(Task input)

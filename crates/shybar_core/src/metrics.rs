//! Validated header travel metrics
//!
//! The controller clamps header motion against these. The clamp interval
//! `[-delta_limit, status_inset]` is only meaningful when the header is
//! taller than the status area it tucks under, so construction validates
//! `header_height > status_inset >= 0`.

use thiserror::Error;

#[derive(Debug, Error, PartialEq)]
pub enum MetricsError {
    #[error("status inset must be non-negative, got {0}")]
    NegativeStatusInset(f32),
    #[error("header height ({height}) must exceed the status inset ({inset})")]
    HeaderTooShort { height: f32, inset: f32 },
}

/// Header geometry constants for one travel range.
#[derive(Clone, Copy, Debug, PartialEq)]
pub struct HeaderMetrics {
    header_height: f32,
    status_inset: f32,
}

impl HeaderMetrics {
    pub fn new(header_height: f32, status_inset: f32) -> Result<Self, MetricsError> {
        if status_inset < 0.0 {
            return Err(MetricsError::NegativeStatusInset(status_inset));
        }
        if header_height <= status_inset {
            return Err(MetricsError::HeaderTooShort {
                height: header_height,
                inset: status_inset,
            });
        }
        Ok(Self {
            header_height,
            status_inset,
        })
    }

    pub fn header_height(&self) -> f32 {
        self.header_height
    }

    pub fn status_inset(&self) -> f32 {
        self.status_inset
    }

    /// Maximum distance the header may travel (height minus status inset).
    /// The header origin is clamped to `[-delta_limit, status_inset]`.
    pub fn delta_limit(&self) -> f32 {
        self.header_height - self.status_inset
    }

    /// Full travel for a programmatic show from fully collapsed.
    pub fn full_height(&self) -> f32 {
        self.header_height + self.status_inset
    }
}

(End Task input)

Count how many lines above contain the word "MetricsError". Reply with the number alone.

4